**What is required:**
Please return every line from the entries that has the string "authoritative" in it.

Records to use START

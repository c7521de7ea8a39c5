//! Web Logger
//!
//! `log` backend for browser apps: timestamped lines go to the developer
//! console (stderr outside wasm) and the most recent entries are kept in a
//! circular buffer so they can be inspected or attached to a bug report.

use chrono::Local;
use log::{Level, LevelFilter, Log, Metadata, Record, SetLoggerError};
use std::collections::VecDeque;
use std::fmt;
use std::sync::{Mutex, OnceLock};

/// Entries kept by the global logger
pub const DEFAULT_CAPACITY: usize = 256;

#[derive(Debug, Clone, PartialEq, Eq)]
pub struct LogEntry {
    /// Local wall-clock time, `%H:%M:%S%.3f`
    pub timestamp: String,
    pub level: Level,
    pub target: String,
    pub message: String,
}

impl fmt::Display for LogEntry {
    fn fmt(&self, f: &mut fmt::Formatter<'_>) -> fmt::Result {
        write!(
            f,
            "[{}] {:<5} {}: {}",
            self.timestamp, self.level, self.target, self.message
        )
    }
}

/// Fixed-capacity buffer; the oldest entry goes first
#[derive(Debug)]
pub struct RingBuffer {
    entries: VecDeque<LogEntry>,
    capacity: usize,
}

impl RingBuffer {
    pub fn new(capacity: usize) -> Self {
        Self {
            entries: VecDeque::with_capacity(capacity),
            capacity,
        }
    }

    pub fn push(&mut self, entry: LogEntry) {
        if self.capacity == 0 {
            return;
        }
        if self.entries.len() == self.capacity {
            self.entries.pop_front();
        }
        self.entries.push_back(entry);
    }

    pub fn len(&self) -> usize {
        self.entries.len()
    }

    pub fn is_empty(&self) -> bool {
        self.entries.is_empty()
    }

    /// Oldest first
    pub fn snapshot(&self) -> Vec<LogEntry> {
        self.entries.iter().cloned().collect()
    }
}

pub struct WebLogger {
    app_name: &'static str,
    level: LevelFilter,
    buffer: Mutex<RingBuffer>,
}

impl WebLogger {
    pub fn new(app_name: &'static str, level: LevelFilter, capacity: usize) -> Self {
        Self {
            app_name,
            level,
            buffer: Mutex::new(RingBuffer::new(capacity)),
        }
    }

    pub fn recent_entries(&self) -> Vec<LogEntry> {
        match self.buffer.lock() {
            Ok(buffer) => buffer.snapshot(),
            Err(poisoned) => poisoned.into_inner().snapshot(),
        }
    }
}

impl Log for WebLogger {
    fn enabled(&self, metadata: &Metadata) -> bool {
        metadata.level() <= self.level
    }

    fn log(&self, record: &Record) {
        if !self.enabled(record.metadata()) {
            return;
        }

        let entry = LogEntry {
            timestamp: Local::now().format("%H:%M:%S%.3f").to_string(),
            level: record.level(),
            target: record.target().to_string(),
            message: record.args().to_string(),
        };
        write_line(entry.level, &format!("{} {}", self.app_name, entry));

        match self.buffer.lock() {
            Ok(mut buffer) => buffer.push(entry),
            Err(poisoned) => poisoned.into_inner().push(entry),
        }
    }

    fn flush(&self) {}
}

static LOGGER: OnceLock<WebLogger> = OnceLock::new();

/// Install the global logger. Fails if another logger is already set.
pub fn init_logger(app_name: &'static str, level: LevelFilter) -> Result<(), SetLoggerError> {
    let logger = LOGGER.get_or_init(|| WebLogger::new(app_name, level, DEFAULT_CAPACITY));
    log::set_logger(logger)?;
    log::set_max_level(level);
    Ok(())
}

/// Entries buffered by the global logger, oldest first
pub fn recent_entries() -> Vec<LogEntry> {
    LOGGER
        .get()
        .map(WebLogger::recent_entries)
        .unwrap_or_default()
}

#[cfg(target_arch = "wasm32")]
fn write_line(level: Level, line: &str) {
    let value = wasm_bindgen::JsValue::from_str(line);
    match level {
        Level::Error => web_sys::console::error_1(&value),
        Level::Warn => web_sys::console::warn_1(&value),
        Level::Info => web_sys::console::info_1(&value),
        Level::Debug | Level::Trace => web_sys::console::debug_1(&value),
    }
}

#[cfg(not(target_arch = "wasm32"))]
fn write_line(_level: Level, line: &str) {
    eprintln!("{}", line);
}

#[cfg(test)]
mod tests {
    use super::*;

    fn entry(message: &str) -> LogEntry {
        LogEntry {
            timestamp: "12:00:00.000".to_string(),
            level: Level::Info,
            target: "test".to_string(),
            message: message.to_string(),
        }
    }

    #[test]
    fn test_ring_buffer_drops_oldest() {
        let mut buffer = RingBuffer::new(2);
        buffer.push(entry("a"));
        buffer.push(entry("b"));
        buffer.push(entry("c"));
        assert_eq!(buffer.len(), 2);

        let messages: Vec<String> = buffer.snapshot().into_iter().map(|e| e.message).collect();
        assert_eq!(messages, vec!["b", "c"]);
    }

    #[test]
    fn test_zero_capacity_keeps_nothing() {
        let mut buffer = RingBuffer::new(0);
        buffer.push(entry("a"));
        assert!(buffer.is_empty());
    }

    #[test]
    fn test_logger_filters_by_level() {
        let logger = WebLogger::new("Test", LevelFilter::Warn, 8);

        logger.log(
            &Record::builder()
                .args(format_args!("list subscription failed"))
                .level(Level::Error)
                .target("wishlink_core::controller")
                .build(),
        );
        logger.log(
            &Record::builder()
                .args(format_args!("snapshot applied"))
                .level(Level::Debug)
                .target("wishlink_core::controller")
                .build(),
        );

        let entries = logger.recent_entries();
        assert_eq!(entries.len(), 1);
        assert_eq!(entries[0].level, Level::Error);
        assert_eq!(entries[0].message, "list subscription failed");
    }

    #[test]
    fn test_entry_format() {
        assert_eq!(entry("hello").to_string(), "[12:00:00.000] INFO  test: hello");
    }
}
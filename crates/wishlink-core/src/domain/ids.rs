//! Domain Layer - Opaque Identifiers
//!
//! Backend-assigned ids are plain strings on the wire; newtypes keep a task
//! id from being passed where a list id is expected.

use serde::{Deserialize, Serialize};
use std::fmt;

macro_rules! opaque_id {
    ($(#[$meta:meta])* $name:ident) => {
        $(#[$meta])*
        #[derive(Debug, Clone, PartialEq, Eq, Hash, PartialOrd, Ord, Serialize, Deserialize)]
        #[serde(transparent)]
        pub struct $name(String);

        impl $name {
            pub fn new(value: impl Into<String>) -> Self {
                Self(value.into())
            }

            pub fn as_str(&self) -> &str {
                &self.0
            }
        }

        impl fmt::Display for $name {
            fn fmt(&self, f: &mut fmt::Formatter<'_>) -> fmt::Result {
                f.write_str(&self.0)
            }
        }

        impl From<String> for $name {
            fn from(value: String) -> Self {
                Self(value)
            }
        }

        impl From<&str> for $name {
            fn from(value: &str) -> Self {
                Self(value.to_string())
            }
        }
    };
}

opaque_id!(
    /// Identifier of a document in the `lists` collection
    ListId
);
opaque_id!(
    /// Identifier of a document in the `tasks` collection
    TaskId
);
opaque_id!(
    /// Anonymous session (user) id issued by the identity provider
    SessionId
);
//! Domain Layer
//!
//! Lists, tasks and what the view derives from them.
//! This layer has NO external dependencies (except serde/chrono/thiserror).

mod error;
mod ids;
mod list;
mod progress;
mod task;

pub use error::{StoreError, StoreResult};
pub use ids::{ListId, SessionId, TaskId};
pub use list::{effective_title, NewList, TodoList, DEFAULT_LIST_TITLE, UNTITLED_LIST_TITLE};
pub use progress::Progress;
pub use task::{NewTask, Task};
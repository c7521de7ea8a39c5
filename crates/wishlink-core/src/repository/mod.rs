//! Repository Layer
//!
//! Document store abstractions and the in-memory implementation.

mod memory;
mod subscription;
mod traits;

#[cfg(test)]
mod tests;

pub use memory::MemoryStore;
pub use subscription::{SnapshotSender, Subscription};
pub use traits::{DocumentStore, IdentityProvider};
//! View State
//!
//! Transient mirror of the backend plus the form buffers. The backend stays
//! authoritative: every snapshot replaces what is here wholesale.

use crate::domain::{ListId, Progress, SessionId, Task, TodoList, DEFAULT_LIST_TITLE};

/// What is known about the selected list document
#[derive(Debug, Clone, PartialEq, Default)]
pub enum ListRecord {
    /// No snapshot received yet (or no list selected)
    #[default]
    Unresolved,
    /// Shown before the backend confirms a freshly created list
    Speculative(TodoList),
    Confirmed(TodoList),
    /// The backend reports no such list
    Missing,
}

impl ListRecord {
    pub fn list(&self) -> Option<&TodoList> {
        match self {
            ListRecord::Speculative(list) | ListRecord::Confirmed(list) => Some(list),
            ListRecord::Unresolved | ListRecord::Missing => None,
        }
    }

    fn list_mut(&mut self) -> Option<&mut TodoList> {
        match self {
            ListRecord::Speculative(list) | ListRecord::Confirmed(list) => Some(list),
            ListRecord::Unresolved | ListRecord::Missing => None,
        }
    }
}

/// UI phase; everything except `ListSelected` renders the landing view
#[derive(Debug, Clone, Copy, PartialEq, Eq, Default)]
pub enum Phase {
    #[default]
    NoListSelected,
    /// List id known, waiting for the first snapshot
    Resolving,
    ListNotFound,
    ListSelected,
}

impl Phase {
    pub fn shows_list(self) -> bool {
        self == Phase::ListSelected
    }
}

#[derive(Debug, Clone, PartialEq)]
pub struct ViewState {
    pub session: Option<SessionId>,
    /// List id from the location or from a just-created list
    pub list_id: Option<ListId>,
    pub list: ListRecord,
    /// Tasks of the selected list, creation order
    pub tasks: Vec<Task>,
    /// Title field of the creation form
    pub title_input: String,
    pub new_task_input: String,
    /// A list creation is in flight
    pub creating: bool,
}

impl Default for ViewState {
    fn default() -> Self {
        Self {
            session: None,
            list_id: None,
            list: ListRecord::Unresolved,
            tasks: Vec::new(),
            title_input: DEFAULT_LIST_TITLE.to_string(),
            new_task_input: String::new(),
            creating: false,
        }
    }
}

impl ViewState {
    pub fn phase(&self) -> Phase {
        match (&self.list_id, &self.list) {
            (None, _) => Phase::NoListSelected,
            (Some(_), ListRecord::Unresolved) => Phase::Resolving,
            (Some(_), ListRecord::Missing) => Phase::ListNotFound,
            (Some(_), _) => Phase::ListSelected,
        }
    }

    /// The list being shown, if any
    pub fn current_list(&self) -> Option<&TodoList> {
        if self.list_id.is_none() {
            return None;
        }
        self.list.list()
    }

    pub fn progress(&self) -> Progress {
        Progress::of(&self.tasks)
    }

    /// Switch to another list (or none); mirrored data of the old one goes
    pub(crate) fn select(&mut self, list_id: Option<ListId>) {
        self.list_id = list_id;
        self.list = ListRecord::Unresolved;
        self.tasks.clear();
    }

    /// Only fills the gap before the first authoritative snapshot
    pub(crate) fn show_speculative(&mut self, list: TodoList) {
        if self.list == ListRecord::Unresolved && self.list_id.as_ref() == Some(&list.id) {
            self.list = ListRecord::Speculative(list);
        }
    }

    pub(crate) fn apply_list_snapshot(&mut self, record: Option<TodoList>) {
        self.list = match record {
            Some(list) => ListRecord::Confirmed(list),
            None => ListRecord::Missing,
        };
    }

    pub(crate) fn apply_tasks_snapshot(&mut self, tasks: Vec<Task>) {
        self.tasks = tasks;
    }

    /// Local-only title edit while typing
    pub(crate) fn edit_title(&mut self, title: &str) {
        if let Some(list) = self.list.list_mut() {
            list.title = title.to_string();
        }
    }
}

#[cfg(test)]
mod tests {
    use super::*;

    fn list(id: &str, title: &str) -> TodoList {
        TodoList::new(ListId::new(id), title)
    }

    #[test]
    fn test_initial_state() {
        let view = ViewState::default();
        assert_eq!(view.phase(), Phase::NoListSelected);
        assert_eq!(view.title_input, DEFAULT_LIST_TITLE);
        assert!(view.current_list().is_none());
    }

    #[test]
    fn test_phases() {
        let mut view = ViewState::default();
        view.select(Some(ListId::new("a")));
        assert_eq!(view.phase(), Phase::Resolving);

        view.apply_list_snapshot(None);
        assert_eq!(view.phase(), Phase::ListNotFound);
        assert!(!view.phase().shows_list());

        view.apply_list_snapshot(Some(list("a", "Trip")));
        assert_eq!(view.phase(), Phase::ListSelected);
        assert_eq!(view.current_list().unwrap().title, "Trip");
    }

    #[test]
    fn test_speculative_discarded_by_snapshot() {
        let mut view = ViewState::default();
        view.select(Some(ListId::new("a")));
        view.show_speculative(list("a", "typed"));
        assert!(matches!(view.list, ListRecord::Speculative(_)));

        view.apply_list_snapshot(Some(list("a", "stored")));
        assert_eq!(view.list, ListRecord::Confirmed(list("a", "stored")));
    }

    #[test]
    fn test_speculative_never_overrides_snapshot() {
        let mut view = ViewState::default();
        view.select(Some(ListId::new("a")));
        view.apply_list_snapshot(Some(list("a", "stored")));
        view.show_speculative(list("a", "typed"));
        assert_eq!(view.current_list().unwrap().title, "stored");
    }

    #[test]
    fn test_select_clears_mirror() {
        let mut view = ViewState::default();
        view.select(Some(ListId::new("a")));
        view.apply_list_snapshot(Some(list("a", "Trip")));
        view.apply_tasks_snapshot(vec![]);
        view.select(None);
        assert_eq!(view.list, ListRecord::Unresolved);
        assert!(view.tasks.is_empty());
        assert_eq!(view.phase(), Phase::NoListSelected);
    }

    #[test]
    fn test_edit_title_is_local() {
        let mut view = ViewState::default();
        view.edit_title("ignored");
        assert!(view.current_list().is_none());

        view.select(Some(ListId::new("a")));
        view.apply_list_snapshot(Some(list("a", "Trip")));
        view.edit_title("Trip 2");
        assert_eq!(view.current_list().unwrap().title, "Trip 2");
    }
}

Records to use END

**Solution for this problem:**
//! authoritative: every snapshot replaces what is here wholesale.
    /// Only fills the gap before the first authoritative snapshot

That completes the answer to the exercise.